What the task asks: Do any lines in the data below contain "Deserialize"? If so, copy every one of them.

Data for processing:
· · · ·
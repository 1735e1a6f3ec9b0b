use serde::{Deserialize, Serialize};

use crate::model::element::Element;
use crate::model::style::Style;

/// A named, ordered group of elements within a template or profile.
///
/// Like elements, sections carry their identity in the `identifier` field:
/// [`Section::matches`] compares identifiers only, so a retitled section
/// keeps its values across a merge.
#[derive(Debug, Clone, PartialEq, Serialize, Deserialize)]
#[serde(rename_all = "camelCase")]
pub struct Section {
    #[serde(default)]
    pub title: String,
    #[serde(default)]
    pub elements: Vec<Element>,
    #[serde(default)]
    pub show_title: bool,
    #[serde(default)]
    pub style: Option<Style>,
    #[serde(default)]
    pub identifier: Option<String>,
}

impl Section {
    /// Whether both sections describe the same template section. A section
    /// without an identifier matches nothing, itself included.
    pub fn matches(&self, other: &Section) -> bool {
        match (&self.identifier, &other.identifier) {
            (Some(a), Some(b)) => a == b,
            _ => false,
        }
    }
}
//! API-level error type shared by all handlers.

use actix_web::http::StatusCode;
use actix_web::{HttpResponse, ResponseError};
use thiserror::Error;

/// Everything a handler can fail with. Validation failures carry the full
/// violation list and are serialized as a JSON array, so clients can show
/// every problem at once; the reconciliation engine itself never errors on
/// data shape.
#[derive(Debug, Error)]
pub enum ApiError {
    #[error("document validation failed")]
    Validation(Vec<String>),
    #[error("{0}")]
    NotFound(String),
    #[error("{0}")]
    BadRequest(String),
    #[error("database error: {0}")]
    Storage(#[from] rusqlite::Error),
    #[error("document serialization error: {0}")]
    Serialization(#[from] serde_json::Error),
}

impl ResponseError for ApiError {
    fn status_code(&self) -> StatusCode {
        match self {
            ApiError::Validation(_) | ApiError::BadRequest(_) => StatusCode::BAD_REQUEST,
            ApiError::NotFound(_) => StatusCode::NOT_FOUND,
            ApiError::Storage(_) | ApiError::Serialization(_) => StatusCode::SERVICE_UNAVAILABLE,
        }
    }

    fn error_response(&self) -> HttpResponse {
        match self {
            ApiError::Validation(violations) => HttpResponse::BadRequest().json(violations),
            ApiError::NotFound(message) => HttpResponse::NotFound().body(message.clone()),
            ApiError::BadRequest(message) => HttpResponse::BadRequest().body(message.clone()),
            other => HttpResponse::ServiceUnavailable().body(other.to_string()),
        }
    }
}
use common::model::Profile;
use rusqlite::{params, Connection, OptionalExtension};
use uuid::Uuid;

use crate::error::ApiError;

/// Loads the profile owned by the given user, if one exists.
pub fn find_by_user_id(conn: &Connection, user_id: &str) -> Result<Option<Profile>, ApiError> {
    let row: Option<(String, String)> = conn
        .query_row(
            "SELECT id, doc FROM profiles WHERE user_id = ?1",
            params![user_id],
            |row| Ok((row.get(0)?, row.get(1)?)),
        )
        .optional()?;

    match row {
        Some((id, doc)) => {
            let mut profile: Profile = serde_json::from_str(&doc)?;
            profile.document.id = Some(id);
            profile.user_id = user_id.to_string();
            Ok(Some(profile))
        }
        None => Ok(None),
    }
}

/// Upserts the profile, keyed by user id. A record id is assigned on first
/// save and kept on updates.
pub fn save(conn: &Connection, profile: &mut Profile) -> Result<(), ApiError> {
    if profile.user_id.trim().is_empty() {
        return Err(ApiError::BadRequest(
            "Profile is missing a user id.".to_string(),
        ));
    }

    let id = profile
        .document
        .id
        .clone()
        .unwrap_or_else(|| Uuid::new_v4().to_string());
    profile.document.id = Some(id.clone());

    let doc = serde_json::to_string(profile)?;
    conn.execute(
        "INSERT OR REPLACE INTO profiles (id, user_id, doc) VALUES (?1, ?2, ?3)",
        params![id, profile.user_id, doc],
    )?;
    Ok(())
}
· · · ·
The completed task:
use serde::{Deserialize, Serialize};
#[derive(Debug, Clone, PartialEq, Serialize, Deserialize)]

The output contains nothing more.